Re: infinity
- From: stephen@xxxxxxxxxx
- Date: Wed, 31 Aug 2005 19:23:00 +0000 (UTC)
Tony Orlow (aeo6) <aeo6@xxxxxxxxxxx> wrote:
> stephen@xxxxxxxxxx said:
>> I am not assuming that there is a longest word. A longest word
>> implies a largest natural number. You always deny that there
>> is a largest natural number, but once again you are using an
>> argument that depends on there being a largest natural number.
> I said "longest WORDS", not "longest word".
There are no longest words either, so I am not assuming
anything about them. There is no maximum finite word length.
>>
>> I have no idea what L is in your S^L. You are aware that there
>> is more than one string length, so picking a single L does not
>> make any sense. It almost makes sense if you think that L is
>> the maximum string length, i.e. the largest finite natural number.
>> Of course you also deny that there is a maximum string
>> length, so I have no idea what S^L is supposed to mean.
> Given any string length and alphabet, that is the maximum number of unique
> srings in the language.
I asked what L is. L is not the maximum number of unique
strings in the language.
>>
>> You should have a summation:
>> S^0 + S^1 + S^2 + S^3 + .... S^k + ...
>> for all finite k. That is the number of finite length strings
>> over an alphabet with size S.
> Yes, and you are summing a finite number of terms, each of which is finite in
> value. Is the sum infinite? No.
But I am not summing a finite number of terms. I am summing
all of the finite k. There are an infinite number of finite k.
You cannot assume there are only a finite number of finite
k when trying to prove that there are only a finite number
of finite k.
>>
>> You claim that the above summation is finite. According to you
>>
>> F = sum S^k for all finite k
>>
>> is a finite number.
> That is correct.
>> However if F is a finite number, then
>> there are strings of length F, and there are S^F strings
>> of length F, which is greater than F, the supposed number
>> of finite strings. That's a contradiction. Therefore
>> F cannot possibly be a finite number.
> Darryl just gave a similar "proof". When you say "for all finite k" then you
> are saying there is some upper bound to k.

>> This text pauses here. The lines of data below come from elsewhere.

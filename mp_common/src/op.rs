/// Generates the std::ops boilerplate for single-field tuple newtypes.
///
/// `binary` covers `Add`-style traits, `inplace` covers the `*Assign`
/// variants and `unary` covers `Neg`. The wrapped field must itself
/// implement the named trait.
#[macro_export]
macro_rules! op {
    (binary $ty:ident, $op:ident, $method:ident) => {
        impl $op for $ty {
            type Output = Self;

            fn $method(self, rhs: Self) -> Self::Output {
                Self(self.0.$method(rhs.0))
            }
        }
    };
    (inplace $ty:ident, $op:ident, $method:ident) => {
        impl $op for $ty {
            fn $method(&mut self, rhs: Self) {
                self.0.$method(rhs.0);
            }
        }
    };
    (unary $ty:ident, $op:ident, $method:ident) => {
        impl $op for $ty {
            type Output = Self;

            fn $method(self) -> Self::Output {
                Self(self.0.$method())
            }
        }
    };
}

No, I am saying "for all finite k". There is no finite upper
bound for k. I noticed that you have conveniently ignored my proof
above. What about the strings of length F? Which of the following
do you disagree with:
1. F is a finite number
2. There are strings of length F
3. There are S^F strings of length F
4. S^F > F
5. There are more than F finite strings.
You apparently disagree with 5, because you insist
there are only F finite strings. You definitely agree
with 1, and you seem pretty certain about 3 and 4. So
I guess 2 is the one you must disagree with, but
I do not see how you can claim that the set of all
finite strings does not include strings of length F
if F is a finite number.
> k cannot be infinite. Therefore sum
> (x=1->k: S^x) is finite. If we use an S-based digital number system, then each
> digit represents a power of S, and we get sum(x=1->k:S^x) is a string of k 1's.
> Now, how many 1's must we concatenate to get an infinite value? We need an
> infinite number of 1's to get an infinite value, with a finite based digital
> number system. So, in order to make this sum infinite, k must be infinite,
> which means you have infinitely long strings. QED.
This is all irrelevant and based on the assumption that
there is a largest finite number. There is not, and
you apparently agree that there is not, so why you keep
using it in your proofs is beyond me. Also, there
are no infinite values in the normal natural numbers,
so why you are making arguments about infinite values
is also beyond me.
>> > Well, for any language you can define on these
>> > finite words, I can define a larger language simply by adding this L+1 length
>> > word, so in the very same sense, the language is finite as well. If the
>> > language is infinite because there is no upper obund, then the word length is
>> > infinite for the same reason.
>>
>> What was that supposed to mean? You seem to be saying that
>> because you can create a larger language, the original language
>> could not be infinite? You are really making less and less sense.
> That was in response to your similar statement. Here, now, you say, "All the
> words are finite because if you take a finite string and add a finite number of
> symbols you still get a finite string." So, in response, I say, "All the
> languages are finite because if you take a finite language and add a finite
> number of strings you still get a finite language." This directly applies to
> your summation of subsets with variable L, above. Can you keep adding finite
> sets of strings to a finite set of strings, and get an infinite set of strings?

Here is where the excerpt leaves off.